Intervention de Paul Lopez

Réunion du 15 juin 2016 à 16h30
Commission d'enquête sur les conditions d'abattage des animaux de boucherie dans les abattoirs français

Paul Lopez, premier vice-président de la Fédération des industries avicoles, FIA :

Vous nous avez interrogés sur l'utilité de la vidéo dans le cadre de nos formations. Nous nous servons de cet outil pour former notre personnel, mais il y a une différence entre les vidéos que nous réalisons à dessein, dans ce cadre, pour illustrer les bonnes et mauvaises pratiques, et un enregistrement permanent.

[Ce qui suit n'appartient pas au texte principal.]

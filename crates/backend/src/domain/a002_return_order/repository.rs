use anyhow::Result;
use chrono::Utc;
use contracts::domain::a002_return_order::aggregate::{
    ReturnOrder, ReturnOrderHeader, ReturnOrderId, ReturnOrderListItem, ReturnOrderState,
    ReturnItem,
};
use contracts::domain::common::{AggregateId, BaseAggregate, EntityMetadata};
use contracts::enums::{ReturnReason, ReturnStatus};
use sea_orm::entity::prelude::*;
use sea_orm::sea_query::Expr;
use sea_orm::{
    ColumnTrait, ConnectionTrait, EntityTrait, FromQueryResult, QueryFilter, Set, Statement,
    TransactionTrait,
};
use serde::{Deserialize, Serialize};
use uuid::Uuid;

use crate::shared::data::db::get_connection;

#[derive(Clone, Debug, PartialEq, DeriveEntityModel, Serialize, Deserialize)]
#[sea_orm(table_name = "a002_return_orders")]
pub struct Model {
    #[sea_orm(primary_key, auto_increment = false)]
    pub id: String,
    pub code: String,
    pub description: String,
    pub comment: Option<String>,
    pub order_id: String,
    pub order_number: String,
    pub customer_email: String,
    pub status: String,
    pub header_json: String,
    pub items_json: String,
    pub state_json: String,
    pub is_deleted: bool,
    pub created_at: Option<chrono::DateTime<chrono::Utc>>,
    pub updated_at: Option<chrono::DateTime<chrono::Utc>>,
    pub version: i32,
}

#[derive(Copy, Clone, Debug, EnumIter, DeriveRelation)]
pub enum Relation {}

impl ActiveModelBehavior for ActiveModel {}

impl From<Model> for ReturnOrder {
    fn from(m: Model) -> Self {
        let metadata = EntityMetadata {
            created_at: m.created_at.unwrap_or_else(Utc::now),
            updated_at: m.updated_at.unwrap_or_else(Utc::now),
            is_deleted: m.is_deleted,
            version: m.version,
        };
        let uuid = Uuid::parse_str(&m.id).unwrap_or_else(|_| Uuid::new_v4());

        let header: ReturnOrderHeader = serde_json::from_str(&m.header_json)
            .unwrap_or_else(|_| panic!("Failed to deserialize header_json for RMA: {}", m.code));
        let items: Vec<ReturnItem> = serde_json::from_str(&m.items_json)
            .unwrap_or_else(|_| panic!("Failed to deserialize items_json for RMA: {}", m.code));
        let state: ReturnOrderState = serde_json::from_str(&m.state_json)
            .unwrap_or_else(|_| panic!("Failed to deserialize state_json for RMA: {}", m.code));

        ReturnOrder {
            base: BaseAggregate::with_metadata(
                ReturnOrderId(uuid),
                m.code,
                m.description,
                m.comment,
                metadata,
            ),
            header,
            items,
            state,
        }
    }
}

fn conn() -> &'static DatabaseConnection {
    get_connection()
}

pub async fn get_by_id(id: Uuid) -> Result<Option<ReturnOrder>> {
    let result = Entity::find_by_id(id.to_string()).one(conn()).await?;
    Ok(result.map(Into::into))
}

pub async fn get_by_rma_number(rma_number: &str) -> Result<Option<ReturnOrder>> {
    let result = Entity::find()
        .filter(Column::Code.eq(rma_number))
        .filter(Column::IsDeleted.eq(false))
        .one(conn())
        .await?;
    Ok(result.map(Into::into))
}

/// Find the return order that carries a given return item
pub async fn get_by_item_id(item_id: &str) -> Result<Option<ReturnOrder>> {
    let stmt = Statement::from_sql_and_values(
        sea_orm::DatabaseBackend::Sqlite,
        r#"
        SELECT * FROM a002_return_orders
        WHERE is_deleted = 0
          AND EXISTS (
              SELECT 1 FROM json_each(a002_return_orders.items_json)
              WHERE json_extract(value, '$.id') = ?
          )
        "#,
        [item_id.into()],
    );
    let result = Model::find_by_statement(stmt).one(conn()).await?;
    Ok(result.map(Into::into))
}

pub async fn insert(aggregate: &ReturnOrder) -> Result<Uuid> {
    let uuid = aggregate.base.id.value();

    let header_json = serde_json::to_string(&aggregate.header)?;
    let items_json = serde_json::to_string(&aggregate.items)?;
    let state_json = serde_json::to_string(&aggregate.state)?;

    let active = ActiveModel {
        id: Set(uuid.to_string()),
        code: Set(aggregate.base.code.clone()),
        description: Set(aggregate.base.description.clone()),
        comment: Set(aggregate.base.comment.clone()),
        order_id: Set(aggregate.header.order_id.clone()),
        order_number: Set(aggregate.header.order_number.clone()),
        customer_email: Set(aggregate.header.customer_email.clone()),
        status: Set(aggregate.state.status.code().to_string()),
        header_json: Set(header_json),
        items_json: Set(items_json),
        state_json: Set(state_json),
        is_deleted: Set(aggregate.base.metadata.is_deleted),
        created_at: Set(Some(aggregate.base.metadata.created_at)),
        updated_at: Set(Some(aggregate.base.metadata.updated_at)),
        version: Set(aggregate.base.metadata.version),
    };
    active.insert(conn()).await?;
    Ok(uuid)
}

/// Conditionally move a return order into `new_state`. The row is only
/// touched while its current status is one of `allowed_from`, so two
/// racing writers cannot both apply a transition from the same stale
/// read; the loser sees `false` and must re-read.
pub async fn update_state_guarded(
    id: Uuid,
    allowed_from: &[ReturnStatus],
    new_state: &ReturnOrderState,
    items: Option<&[ReturnItem]>,
) -> Result<bool> {
    let state_json = serde_json::to_string(new_state)?;
    let allowed_codes: Vec<&str> = allowed_from.iter().map(|s| s.code()).collect();

    let mut update = Entity::update_many()
        .col_expr(Column::Status, Expr::value(new_state.status.code()))
        .col_expr(Column::StateJson, Expr::value(state_json))
        .col_expr(Column::UpdatedAt, Expr::value(Utc::now()))
        .col_expr(Column::Version, Expr::col(Column::Version).add(1));

    if let Some(items) = items {
        let items_json = serde_json::to_string(items)?;
        update = update.col_expr(Column::ItemsJson, Expr::value(items_json));
    }

    let result = update
        .filter(Column::Id.eq(id.to_string()))
        .filter(Column::IsDeleted.eq(false))
        .filter(Column::Status.is_in(allowed_codes))
        .exec(conn())
        .await?;

    Ok(result.rows_affected > 0)
}

pub async fn soft_delete(id: Uuid) -> Result<bool> {
    let result = Entity::update_many()
        .col_expr(Column::IsDeleted, Expr::value(true))
        .col_expr(Column::UpdatedAt, Expr::value(Utc::now()))
        .filter(Column::Id.eq(id.to_string()))
        .exec(conn())
        .await?;
    Ok(result.rows_affected > 0)
}

fn format_rma_number(year: i32, counter: i64) -> String {
    format!("RMA-{}-{:04}", year, counter)
}

/// Next RMA number for the given year, e.g. "RMA-2025-0042". The
/// counter row is bumped inside a transaction so concurrent creations
/// never share a number.
pub async fn next_rma_number(year: i32) -> Result<String> {
    let txn = conn().begin().await?;

    txn.execute(Statement::from_sql_and_values(
        sea_orm::DatabaseBackend::Sqlite,
        "INSERT INTO a002_rma_counters (year, counter) VALUES (?, 1) \
         ON CONFLICT(year) DO UPDATE SET counter = counter + 1",
        [year.into()],
    ))
    .await?;

    let row = txn
        .query_one(Statement::from_sql_and_values(
            sea_orm::DatabaseBackend::Sqlite,
            "SELECT counter FROM a002_rma_counters WHERE year = ?",
            [year.into()],
        ))
        .await?;
    let counter: i64 = row
        .map(|r| r.try_get("", "counter").unwrap_or(0))
        .unwrap_or(0);

    txn.commit().await?;

    Ok(format_rma_number(year, counter))
}

// ============================================
// SQL-based list with pagination
// ============================================

#[derive(Debug, Clone)]
pub struct ReturnsListQuery {
    pub status: Option<String>,
    pub search: Option<String>,
    pub sort_by: String,
    pub sort_desc: bool,
    pub limit: usize,
    pub offset: usize,
}

#[derive(Debug)]
pub struct ReturnsListResult {
    pub items: Vec<ReturnOrderListItem>,
    pub total: usize,
}

/// SQL-based list with pagination and filtering
pub async fn list_sql(query: ReturnsListQuery) -> Result<ReturnsListResult> {
    let db = get_connection();

    // Build WHERE clause
    let mut conditions = vec!["is_deleted = 0".to_string()];

    if let Some(ref status) = query.status {
        if !status.is_empty() {
            conditions.push(format!("status = '{}'", status.replace('\'', "''")));
        }
    }
    if let Some(ref search) = query.search {
        if !search.is_empty() {
            let term = search.replace('\'', "''");
            conditions.push(format!(
                "(code LIKE '%{term}%' OR order_number LIKE '%{term}%' OR customer_email LIKE '%{term}%')"
            ));
        }
    }

    let where_clause = conditions.join(" AND ");

    // Map sort field to SQL expression
    let sort_column = match query.sort_by.as_str() {
        "rma_number" => "code",
        "order_number" => "order_number",
        "customer_email" => "customer_email",
        "status" => "status",
        "estimated_refund" => "json_extract(header_json, '$.estimatedRefund')",
        "updated_at" => "updated_at",
        _ => "created_at",
    };
    let sort_order = if query.sort_desc { "DESC" } else { "ASC" };

    // Count total
    let count_sql = format!(
        "SELECT COUNT(*) as cnt FROM a002_return_orders WHERE {}",
        where_clause
    );
    let count_stmt = Statement::from_string(sea_orm::DatabaseBackend::Sqlite, count_sql);
    let count_result = db.query_one(count_stmt).await?;
    let total: usize = count_result
        .map(|row| row.try_get::<i64>("", "cnt").unwrap_or(0) as usize)
        .unwrap_or(0);

    // Fetch paginated data
    let select_sql = format!(
        r#"
        SELECT
            id,
            code,
            order_number,
            customer_email,
            status,
            json_extract(header_json, '$.reason') as reason,
            json_array_length(items_json) as item_count,
            (SELECT COALESCE(SUM(json_extract(je.value, '$.quantityRequested')), 0)
             FROM json_each(a002_return_orders.items_json) je) as total_quantity,
            json_extract(header_json, '$.estimatedRefund') as estimated_refund,
            json_extract(state_json, '$.refundedAmount') as refunded_amount,
            created_at,
            updated_at
        FROM a002_return_orders
        WHERE {}
        ORDER BY {} {}
        LIMIT {} OFFSET {}
        "#,
        where_clause, sort_column, sort_order, query.limit, query.offset
    );

    let stmt = Statement::from_string(sea_orm::DatabaseBackend::Sqlite, select_sql);
    let rows = db.query_all(stmt).await?;

    let items: Vec<ReturnOrderListItem> = rows
        .into_iter()
        .filter_map(|row| {
            let id: String = row.try_get("", "id").ok()?;
            let rma_number: String = row.try_get("", "code").ok()?;
            let order_number: String = row.try_get("", "order_number").ok()?;
            let customer_email: String = row.try_get("", "customer_email").ok()?;
            let status_code: String = row.try_get("", "status").ok()?;
            let status = ReturnStatus::from_code(&status_code)?;
            let reason_code: String = row.try_get("", "reason").unwrap_or_default();
            let reason = ReturnReason::from_code(&reason_code).unwrap_or(ReturnReason::Other);
            let item_count: i64 = row.try_get("", "item_count").unwrap_or(0);
            let total_quantity: i64 = row.try_get("", "total_quantity").unwrap_or(0);
            let estimated_refund: f64 = row.try_get("", "estimated_refund").unwrap_or(0.0);
            let refunded_amount: Option<f64> = row.try_get("", "refunded_amount").ok();
            let created_at = row
                .try_get::<chrono::DateTime<chrono::Utc>>("", "created_at")
                .ok();
            let updated_at = row
                .try_get::<chrono::DateTime<chrono::Utc>>("", "updated_at")
                .ok();

            Some(ReturnOrderListItem {
                id,
                rma_number,
                order_number,
                customer_email,
                status,
                reason,
                item_count: item_count as i32,
                total_quantity: total_quantity as i32,
                estimated_refund,
                refunded_amount,
                created_at,
                updated_at,
            })
        })
        .collect();

    Ok(ReturnsListResult { items, total })
}

#[cfg(test)]
mod tests {
    use super::format_rma_number;

    #[test]
    fn rma_numbers_are_zero_padded_to_four_digits() {
        assert_eq!(format_rma_number(2025, 1), "RMA-2025-0001");
        assert_eq!(format_rma_number(2025, 42), "RMA-2025-0042");
        assert_eq!(format_rma_number(2026, 9999), "RMA-2026-9999");
    }

    #[test]
    fn rma_counter_overflowing_four_digits_keeps_growing() {
        assert_eq!(format_rma_number(2025, 10000), "RMA-2025-10000");
    }
}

Monsieur Lazaro a évoqué les dérapages éventuels. Dans cette hypothèse et en vertu de leur fiche de mission, les RPA, qui sont présents en permanence, ont obligation d'appliquer des sanctions. Il n'est donc pas question de « pas vu, pas pris » : il y a toujours quelqu'un ayant délégation pour assurer le bien-être animal. Monsieur Roland Tonarelli l'a dit : l'intérêt économique de nos entreprises et de la filière est d'assurer ce bien-être, même si tout n'est pas toujours parfait – et je n'excuse pas les pratiques anormales.

Vous avez aussi évoqué le scandale du broyage des poussins. Il convient, une fois de plus, de distinguer entre les secteurs d'activité : dans les filières de ponte, on élimine un poussin sur deux, puisque le coq ne pond pas d'oeufs ; dans les filières de production de chair, on effectue un simple tri et le taux est extrêmement bas, après quoi l'on a recours à la meilleure technique disponible. Si vous faites référence aux vidéos qui ont circulé dans un département de l'Ouest il y a un certain temps déjà, il s'agit clairement d'un montage et non d'une pratique de l'entreprise qui, malheureusement, n'a pas survécu au tsunami qu'elle a dû affronter. Faire tourner les animaux en l'air dans un sac et les cogner n'est pas une pratique courante.